According to court documents and statements made in court yesterday, Suzanne Craft, 54, sent multiple threating communications via the United States Postal Service to a family that lived in her neighborhood. Many of these communications contained threats of violence and racial slurs.
Craft is charged with five counts of interstate communication with threat to kidnap or injure in violation of Title 18, United States Code, Section 876(c). The defendant made her initial court appearance on August 19, 2022 before a U.S. Magistrate Judge of the U.S. District Court for the Western District of Kentucky, and, after a hearing held yesterday, Craft was ordered detained pending trial. If convicted, Craft faces a maximum penalty of 25 years in prison. There is no parole in the federal system. A federal district court judge will determine any sentence after considering the U.S. Sentencing Guidelines and other statutory factors.

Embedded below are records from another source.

//! Error types for link configuration

use thiserror::Error;

/// Errors raised while validating a [`crate::LinkConfig`]
#[derive(Error, Debug, PartialEq, Eq)]
pub enum LinkError {
    #[error("Invalid app scheme: {0}")]
    InvalidScheme(String),
    #[error("Invalid universal link host: {0}")]
    InvalidHost(String),
    #[error("Universal link prefix must start with '/': {0}")]
    InvalidPrefix(String),
}
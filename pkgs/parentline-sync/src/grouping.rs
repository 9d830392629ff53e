//! Broadcast grouping
//!
//! A school broadcast arrives as one row per recipient. Rows of the same
//! student that share title, content and send time are shown as one item.

use std::collections::HashMap;

use chrono::{DateTime, SecondsFormat, Utc};
use parentline_store::LocalMessage;

/// Separates key fields so `("ab", "c")` and `("a", "bc")` differ
const KEY_SEPARATOR: char = '\u{1f}';

#[derive(Debug, Clone, PartialEq)]
pub struct MessageGroup {
    pub key: String,
    pub messages: Vec<LocalMessage>,
}

impl MessageGroup {
    /// Row shown for the group
    pub fn representative(&self) -> Option<&LocalMessage> {
        self.messages.first()
    }

    pub fn ids(&self) -> Vec<i64> {
        self.messages.iter().map(|m| m.id).collect()
    }

    /// Read state of the group follows its first member
    pub fn is_unread(&self) -> bool {
        self.messages
            .first()
            .is_some_and(|m| !m.read_status.is_read())
    }

    pub fn unread_count(&self) -> usize {
        self.messages
            .iter()
            .filter(|m| !m.read_status.is_read())
            .count()
    }
}

pub fn group_key(title: &str, content: &str, sent_time: DateTime<Utc>) -> String {
    format!(
        "{title}{sep}{content}{sep}{time}",
        sep = KEY_SEPARATOR,
        time = sent_time.to_rfc3339_opts(SecondsFormat::Millis, true)
    )
}

/// Group a page of rows, keeping the order of first appearance
pub fn group_messages(messages: Vec<LocalMessage>) -> Vec<MessageGroup> {
    let mut index: HashMap<String, usize> = HashMap::new();
    let mut groups: Vec<MessageGroup> = Vec::new();

    for message in messages {
        let key = group_key(&message.title, &message.content, message.sent_time);
        match index.get(&key) {
            Some(&at) => groups[at].messages.push(message),
            None => {
                index.insert(key.clone(), groups.len());
                groups.push(MessageGroup {
                    key,
                    messages: vec![message],
                });
            }
        }
    }

    groups
}

#[cfg(test)]
mod tests {
    use super::*;
    use chrono::{Duration, TimeZone};
    use parentline_store::{Priority, ReadStatus, SentStatus};

    fn row(id: i64, title: &str, content: &str, sent_time: DateTime<Utc>) -> LocalMessage {
        LocalMessage {
            id,
            title: title.to_string(),
            content: content.to_string(),
            priority: Priority::Medium,
            group_name: None,
            edited_at: None,
            images: vec![],
            sent_time,
            viewed_at: None,
            read_status: ReadStatus::Unread,
            student_id: 7,
            student_number: "S-7".to_string(),
            read_time: None,
            sent_status: SentStatus::Pending,
        }
    }

    #[test]
    fn test_key_is_deterministic() {
        let t = Utc.with_ymd_and_hms(2025, 3, 1, 8, 0, 0).unwrap();
        assert_eq!(group_key("Trip", "Bring lunch", t), group_key("Trip", "Bring lunch", t));
        assert!(group_key("Trip", "Bring lunch", t).ends_with("2025-03-01T08:00:00.000Z"));
    }

    #[test]
    fn test_key_distinguishes_each_field() {
        let t = Utc.with_ymd_and_hms(2025, 3, 1, 8, 0, 0).unwrap();
        let base = group_key("Trip", "Bring lunch", t);
        assert_ne!(base, group_key("Trip!", "Bring lunch", t));
        assert_ne!(base, group_key("Trip", "Bring lunch.", t));
        assert_ne!(base, group_key("Trip", "Bring lunch", t + Duration::milliseconds(1)));
        assert_ne!(group_key("ab", "c", t), group_key("a", "bc", t));
    }

    #[test]
    fn test_group_messages_keeps_order() {
        let t = Utc.with_ymd_and_hms(2025, 3, 1, 8, 0, 0).unwrap();
        let groups = group_messages(vec![
            row(3, "Trip", "Bring lunch", t),
            row(2, "Fees", "Due Friday", t - Duration::hours(1)),
            row(1, "Trip", "Bring lunch", t),
        ]);

        assert_eq!(groups.len(), 2);
        assert_eq!(groups[0].ids(), vec![3, 1]);
        assert_eq!(groups[0].representative().map(|m| m.id), Some(3));
        assert_eq!(groups[1].ids(), vec![2]);
        assert!(groups[0].is_unread());
    }

    #[test]
    fn test_group_state_follows_first_member() {
        let t = Utc.with_ymd_and_hms(2025, 3, 1, 8, 0, 0).unwrap();
        let mut first = row(1, "Trip", "Bring lunch", t);
        first.read_status = ReadStatus::Read;
        let groups = group_messages(vec![first, row(2, "Trip", "Bring lunch", t)]);

        assert_eq!(groups.len(), 1);
        assert!(!groups[0].is_unread());
        assert_eq!(groups[0].unread_count(), 1);

        let mut second = row(2, "Trip", "Bring lunch", t);
        second.read_status = ReadStatus::Read;
        let groups = group_messages(vec![row(1, "Trip", "Bring lunch", t), second]);
        assert!(groups[0].is_unread());
        assert_eq!(groups[0].unread_count(), 1);
    }
}
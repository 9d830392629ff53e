use sea_orm_migration::prelude::*;

#[derive(DeriveIden)]
enum Students {
    Table,
    Id,
    StudentNumber,
    FullName,
    ClassName,
    UpdatedAt,
}

pub struct Migration;

impl MigrationName for Migration {
    fn name(&self) -> &str {
        "m20250301_000002_create_students_table"
    }
}

#[async_trait::async_trait]
impl MigrationTrait for Migration {
    async fn up(&self, manager: &SchemaManager) -> Result<(), DbErr> {
        manager
            .create_table(
                Table::create()
                    .table(Students::Table)
                    .if_not_exists()
                    .col(
                        ColumnDef::new(Students::Id)
                            .big_integer()
                            .not_null()
                            .primary_key(),
                    )
                    .col(
                        ColumnDef::new(Students::StudentNumber)
                            .string()
                            .not_null()
                            .unique_key(),
                    )
                    .col(ColumnDef::new(Students::FullName).string().not_null())
                    .col(ColumnDef::new(Students::ClassName).string())
                    .col(ColumnDef::new(Students::UpdatedAt).big_integer().not_null())
                    .to_owned(),
            )
            .await
    }

    async fn down(&self, manager: &SchemaManager) -> Result<(), DbErr> {
        manager
            .drop_table(Table::drop().table(Students::Table).to_owned())
            .await
    }
}
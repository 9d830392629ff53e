//! Duplicate link suppression
//!
//! The launch URL is observed twice on cold start: once as the initial URL
//! and again as a URL event shortly after. Only the first delivery runs.
//! Deliveries are matched on the raw URI and on the path it resolves to, so
//! two encodings of the same link count as one.

use std::collections::HashMap;
use std::time::{Duration, Instant};

use tracing::debug;

use crate::path::CanonicalPath;

#[derive(Debug)]
pub struct LinkDeduplicator {
    window: Duration,
    seen: HashMap<String, Instant>,
}

impl Default for LinkDeduplicator {
    fn default() -> Self {
        Self::new(Duration::from_secs(2))
    }
}

impl LinkDeduplicator {
    pub fn new(window: Duration) -> Self {
        Self {
            window,
            seen: HashMap::new(),
        }
    }

    /// `true` if this delivery of `uri`, resolved to `path`, should be handled
    pub fn should_handle(&mut self, uri: &str, path: &CanonicalPath, now: Instant) -> bool {
        let window = self.window;
        self.seen
            .retain(|_, at| now.saturating_duration_since(*at) < window);

        let mut keys = vec![format!("uri:{}", uri.trim())];
        if !path.is_error() {
            keys.push(format!("path:{}", path));
        }
        if keys.iter().any(|key| self.seen.contains_key(key)) {
            debug!("Dropping duplicate delivery of {}", uri.trim());
            return false;
        }
        for key in keys {
            self.seen.insert(key, now);
        }
        true
    }
}
//! Student store - the students linked to the signed-in parent

use sea_orm::{
    ActiveModelTrait, ColumnTrait, DatabaseConnection, DbErr, EntityTrait, PaginatorTrait,
    QueryFilter, QueryOrder, Set, TransactionTrait,
};
use anyhow::{Context, Result};
use tracing::{debug, info};

use crate::entities::students;
use crate::types::{Student, StudentQuery};

impl From<students::Model> for Student {
    fn from(model: students::Model) -> Self {
        Self {
            id: model.id,
            student_number: model.student_number,
            full_name: model.full_name,
            class_name: model.class_name,
        }
    }
}

/// Student store
#[derive(Clone)]
pub struct StudentStore {
    db: DatabaseConnection,
}

impl StudentStore {
    pub fn new(db: DatabaseConnection) -> Self {
        Self { db }
    }

    /// Insert or update students in one transaction
    pub async fn save(&self, items: &[Student]) -> Result<()> {
        if items.is_empty() {
            return Ok(());
        }

        let txn = self.db.begin().await.context("Failed to begin transaction")?;
        let now = chrono::Utc::now().timestamp_millis();

        for student in items {
            let existing = students::Entity::find_by_id(student.id)
                .one(&txn)
                .await
                .context("Failed to look up student")?;

            if let Some(model) = existing {
                let mut active: students::ActiveModel = model.into();
                active.student_number = Set(student.student_number.clone());
                active.full_name = Set(student.full_name.clone());
                active.class_name = Set(student.class_name.clone());
                active.updated_at = Set(now);
                active
                    .update(&txn)
                    .await
                    .context("Failed to update student")?;
            } else {
                let row = students::ActiveModel {
                    id: Set(student.id),
                    student_number: Set(student.student_number.clone()),
                    full_name: Set(student.full_name.clone()),
                    class_name: Set(student.class_name.clone()),
                    updated_at: Set(now),
                };
                match row.insert(&txn).await {
                    Ok(_) => {}
                    Err(DbErr::RecordNotFound(_)) => {}
                    Err(e) => return Err(e).context("Failed to insert student"),
                }
            }
        }

        txn.commit().await.context("Failed to commit students")?;
        info!("Saved {} students", items.len());
        Ok(())
    }

    /// Find a student by server id or student number
    pub async fn find(&self, query: &StudentQuery) -> Result<Option<Student>> {
        debug!("Looking up student: {:?}", query);

        let select = match query {
            StudentQuery::ById(id) => students::Entity::find_by_id(*id),
            StudentQuery::ByNumber(number) => {
                students::Entity::find().filter(students::Column::StudentNumber.eq(number.as_str()))
            }
        };

        let row = select
            .one(&self.db)
            .await
            .context("Failed to fetch student")?;
        Ok(row.map(Student::from))
    }

    /// All known students ordered by id
    pub async fn list(&self) -> Result<Vec<Student>> {
        let rows = students::Entity::find()
            .order_by_asc(students::Column::Id)
            .all(&self.db)
            .await
            .context("Failed to list students")?;

        Ok(rows.into_iter().map(Student::from).collect())
    }

    pub async fn count(&self) -> Result<u64> {
        students::Entity::find()
            .count(&self.db)
            .await
            .context("Failed to count students")
    }
}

U.S. Attorney Michael A. Bennett of the Western District of Kentucky, FBI Special Agent in Charge Jodi Cohen of the Louisville Field Office, and U. S. Postal Inspector in Charge Lesley Allison of the United States Postal Inspection Service made the announcement.
The Federal Bureau of Investigation and the United States Postal Inspection Service are investigating the case.
Assistant U.S. Attorneys Christopher Tieke and Stephanie Zimdahl of the Western District of Kentucky and Trial Attorney Mary J. Hahn of the Justice Department’s Civil Rights Division are prosecuting the case.
An indictment is merely an allegation, and all defendants are presumed innocent until proven guilty beyond a reasonable doubt in a court of law.